**What you are asked to do**:
Only these lines are needed: the first line of the entries below through the line with "assert_eq!(cli.command, Command::Generate);", each returned exactly.

**Recorded data**:
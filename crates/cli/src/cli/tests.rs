use super::*;

#[test]
fn parse_sync_without_filter() {
	let cli = Cli::try_parse_from(["tsprep", "sync"]).unwrap();
	assert_eq!(cli.command, Command::Sync { only: None });
	assert!(cli.command.only().is_empty());
	assert!(!cli.verbose);
}

#[test]
fn parse_comma_separated_only() {
	let cli = Cli::try_parse_from(["tsprep", "fetch", "--only", "rust,python,c"]).unwrap();
	assert_eq!(cli.command.only(), ["rust", "python", "c"]);
}

#[test]
fn global_flags_after_subcommand() {
	let args = ["tsprep", "generate", "-v", "--config", "prep/tsprep.toml", "-j", "3"];
	let cli = Cli::try_parse_from(args).unwrap();
	assert!(cli.verbose);
	assert_eq!(cli.config, Some(PathBuf::from("prep/tsprep.toml")));
	assert_eq!(cli.jobs, Some(3));
}

#[test]
fn transport_is_validated() {
	let cli = Cli::try_parse_from(["tsprep", "--transport", "git", "queries"]).unwrap();
	assert_eq!(cli.transport, Some(Transport::Git));
	assert!(Cli::try_parse_from(["tsprep", "--transport", "svn", "queries"]).is_err());
}

#[test]
fn subcommand_is_required() {
	assert!(Cli::try_parse_from(["tsprep"]).is_err());
}

#[test]
fn generate_takes_no_filter() {
	let cli = Cli::try_parse_from(["tsprep", "generate"]).unwrap();
	assert_eq!(cli.command, Command::Generate);
	assert!(cli.command.only().is_empty());
	assert!(Cli::try_parse_from(["tsprep", "generate", "--only", "c"]).is_err());
}
//! Pipeline configuration.
//!
//! Every component receives its roots, limits and exclusion set from
//! [`PrepConfig`]; nothing reads ambient globals. The config is loaded from an
//! optional `tsprep.toml`, every key defaulted:
//!
//! ```toml
//! manifest = "languages.toml"
//! grammars_dir = "grammars"
//! queries_dir = "queries"
//! exclude = ["wren", "gemini"]
//! jobs = 8
//! transport = "archive"
//!
//! [codegen]
//! grammars_dir = "grammars"
//! host_build_hook = "tauri_build::build()"
//! ```

use std::collections::BTreeSet;
use std::path::{Path, PathBuf};
use std::time::Duration;
use std::{fs, thread};

use serde::Deserialize;
use thiserror::Error;

use crate::codegen::CodegenOptions;
use crate::query::DEFAULT_RUNTIME_URL;

/// Errors that can occur when loading configuration.
#[derive(Debug, Error)]
pub enum ConfigError {
	/// The config file could not be read.
	#[error("I/O error reading {path}: {error}")]
	Io {
		/// Path to the file that failed to read.
		path: PathBuf,
		/// The underlying I/O error.
		error: std::io::Error,
	},

	/// The config file is not valid TOML or has unknown keys.
	#[error("failed to parse config: {0}")]
	Parse(#[from] toml::de::Error),

	/// A value is out of range.
	#[error("invalid configuration: {0}")]
	Invalid(String),
}

/// Result type for configuration operations.
pub type Result<T> = std::result::Result<T, ConfigError>;

/// How grammar sources are retrieved.
#[derive(Debug, Clone, Copy, Default, PartialEq, Eq, Deserialize)]
#[serde(rename_all = "lowercase")]
pub enum Transport {
	/// Download and extract a host-generated zip archive.
	#[default]
	Archive,
	/// Shallow `git clone`, keeping only `src/` and `queries/`.
	Git,
}

impl std::str::FromStr for Transport {
	type Err = ConfigError;

	fn from_str(s: &str) -> Result<Self> {
		match s {
			"archive" => Ok(Self::Archive),
			"git" => Ok(Self::Git),
			other => Err(ConfigError::Invalid(format!(
				"unknown transport '{other}' (expected 'archive' or 'git')"
			))),
		}
	}
}

/// Explicit configuration for one pipeline run.
#[derive(Debug, Clone, PartialEq, Eq, Deserialize)]
#[serde(default, deny_unknown_fields)]
pub struct PrepConfig {
	/// Grammar manifest (`languages.toml`).
	pub manifest: PathBuf,
	/// Root holding one directory per grammar.
	pub grammars_dir: PathBuf,
	/// Root holding one query directory per grammar.
	pub queries_dir: PathBuf,
	/// Output path of the generated build script.
	pub build_plan: PathBuf,
	/// Output path of the generated registry module.
	pub registry: PathBuf,
	/// Output path of the valid-grammar JSON record.
	pub grammar_info: PathBuf,
	/// Base URL of the remote query runtime.
	pub runtime_url: String,
	/// Grammar names dropped after parsing.
	pub exclude: BTreeSet<String>,
	/// Worker threads per fetch stage.
	pub jobs: usize,
	/// Per-task network timeout in seconds.
	pub timeout_secs: u64,
	/// Grammar source transport.
	pub transport: Transport,
	/// Options baked into the generated sources.
	pub codegen: CodegenOptions,
}

impl Default for PrepConfig {
	fn default() -> Self {
		Self {
			manifest: PathBuf::from("languages.toml"),
			grammars_dir: PathBuf::from("grammars"),
			queries_dir: PathBuf::from("queries"),
			build_plan: PathBuf::from("build.rs"),
			registry: PathBuf::from("src/highlight/registry.rs"),
			grammar_info: PathBuf::from("grammar_info.json"),
			runtime_url: DEFAULT_RUNTIME_URL.to_owned(),
			exclude: ["wren", "gemini"].into_iter().map(String::from).collect(),
			jobs: default_jobs(),
			timeout_secs: 120,
			transport: Transport::Archive,
			codegen: CodegenOptions::default(),
		}
	}
}

/// Available parallelism capped at 8, matching the fetch pool's sweet spot.
fn default_jobs() -> usize {
	thread::available_parallelism().map(|n| n.get()).unwrap_or(4).min(8)
}

impl PrepConfig {
	/// Parses a config from TOML text.
	pub fn from_toml(text: &str) -> Result<Self> {
		Ok(toml::from_str(text)?)
	}

	/// Loads a config file; relative paths inside it resolve against its directory.
	pub fn load(path: &Path) -> Result<Self> {
		let text = fs::read_to_string(path).map_err(|error| ConfigError::Io {
			path: path.to_path_buf(),
			error,
		})?;
		let mut config = Self::from_toml(&text)?;
		if let Some(base) = path.parent().filter(|p| !p.as_os_str().is_empty()) {
			config.rebase(base);
		}
		Ok(config)
	}

	/// Resolves every relative path against `base`.
	pub fn rebase(&mut self, base: &Path) {
		for path in [
			&mut self.manifest,
			&mut self.grammars_dir,
			&mut self.queries_dir,
			&mut self.build_plan,
			&mut self.registry,
			&mut self.grammar_info,
		] {
			if path.is_relative() {
				*path = base.join(&*path);
			}
		}
	}

	/// Rejects values no run could succeed with.
	pub fn validate(&self) -> Result<()> {
		if self.jobs == 0 {
			return Err(ConfigError::Invalid("jobs must be at least 1".into()));
		}
		if self.timeout_secs == 0 {
			return Err(ConfigError::Invalid("timeout_secs must be at least 1".into()));
		}
		if self.runtime_url.is_empty() {
			return Err(ConfigError::Invalid("runtime_url must not be empty".into()));
		}
		Ok(())
	}

	/// Per-task network timeout.
	pub fn timeout(&self) -> Duration {
		Duration::from_secs(self.timeout_secs)
	}
}

#[cfg(test)]
mod tests {
	use super::*;

	#[test]
	fn empty_config_uses_defaults() {
		let config = PrepConfig::from_toml("").unwrap();
		assert_eq!(config, PrepConfig::default());
		assert!(config.exclude.contains("wren"));
		assert!(config.validate().is_ok());
	}

	#[test]
	fn overrides_and_nested_codegen_table() {
		let config = PrepConfig::from_toml(
			r#"
jobs = 2
transport = "git"
exclude = ["tablegen"]

[codegen]
grammars_dir = "../grammars"
host_build_hook = "tauri_build::build()"
"#,
		)
		.unwrap();

		assert_eq!(config.jobs, 2);
		assert_eq!(config.transport, Transport::Git);
		assert_eq!(config.exclude, BTreeSet::from(["tablegen".to_string()]));
		assert_eq!(config.codegen.grammars_dir, "../grammars");
		assert_eq!(config.codegen.host_build_hook.as_deref(), Some("tauri_build::build()"));
	}

	#[test]
	fn unknown_keys_are_rejected() {
		assert!(matches!(
			PrepConfig::from_toml("grammar_dir = \"typo\""),
			Err(ConfigError::Parse(_))
		));
	}

	#[test]
	fn zero_jobs_is_invalid() {
		let config = PrepConfig {
			jobs: 0,
			..PrepConfig::default()
		};
		assert!(matches!(config.validate(), Err(ConfigError::Invalid(_))));
	}

	#[test]
	fn load_rebases_relative_paths() {
		let dir = tempfile::tempdir().unwrap();
		let path = dir.path().join("tsprep.toml");
		fs::write(&path, "grammars_dir = \"vendor/grammars\"\nqueries_dir = \"/abs/queries\"\n").unwrap();

		let config = PrepConfig::load(&path).unwrap();
		assert_eq!(config.grammars_dir, dir.path().join("vendor/grammars"));
		assert_eq!(config.queries_dir, PathBuf::from("/abs/queries"));
		assert_eq!(config.manifest, dir.path().join("languages.toml"));
	}

	#[test]
	fn transport_parses_from_cli_strings() {
		assert_eq!("git".parse::<Transport>().unwrap(), Transport::Git);
		assert!("svn".parse::<Transport>().is_err());
	}
}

**Expected answer**:
filename crates/cli/src/cli/tests.rs
use super::*;

#[test]
fn parse_sync_without_filter() {
	let cli = Cli::try_parse_from(["tsprep", "sync"]).unwrap();
	assert_eq!(cli.command, Command::Sync { only: None });
	assert!(cli.command.only().is_empty());
	assert!(!cli.verbose);
}

#[test]
fn parse_comma_separated_only() {
	let cli = Cli::try_parse_from(["tsprep", "fetch", "--only", "rust,python,c"]).unwrap();
	assert_eq!(cli.command.only(), ["rust", "python", "c"]);
}

#[test]
fn global_flags_after_subcommand() {
	let args = ["tsprep", "generate", "-v", "--config", "prep/tsprep.toml", "-j", "3"];
	let cli = Cli::try_parse_from(args).unwrap();
	assert!(cli.verbose);
	assert_eq!(cli.config, Some(PathBuf::from("prep/tsprep.toml")));
	assert_eq!(cli.jobs, Some(3));
}

#[test]
fn transport_is_validated() {
	let cli = Cli::try_parse_from(["tsprep", "--transport", "git", "queries"]).unwrap();
	assert_eq!(cli.transport, Some(Transport::Git));
	assert!(Cli::try_parse_from(["tsprep", "--transport", "svn", "queries"]).is_err());
}

#[test]
fn subcommand_is_required() {
	assert!(Cli::try_parse_from(["tsprep"]).is_err());
}

#[test]
fn generate_takes_no_filter() {
	let cli = Cli::try_parse_from(["tsprep", "generate"]).unwrap();
	assert_eq!(cli.command, Command::Generate);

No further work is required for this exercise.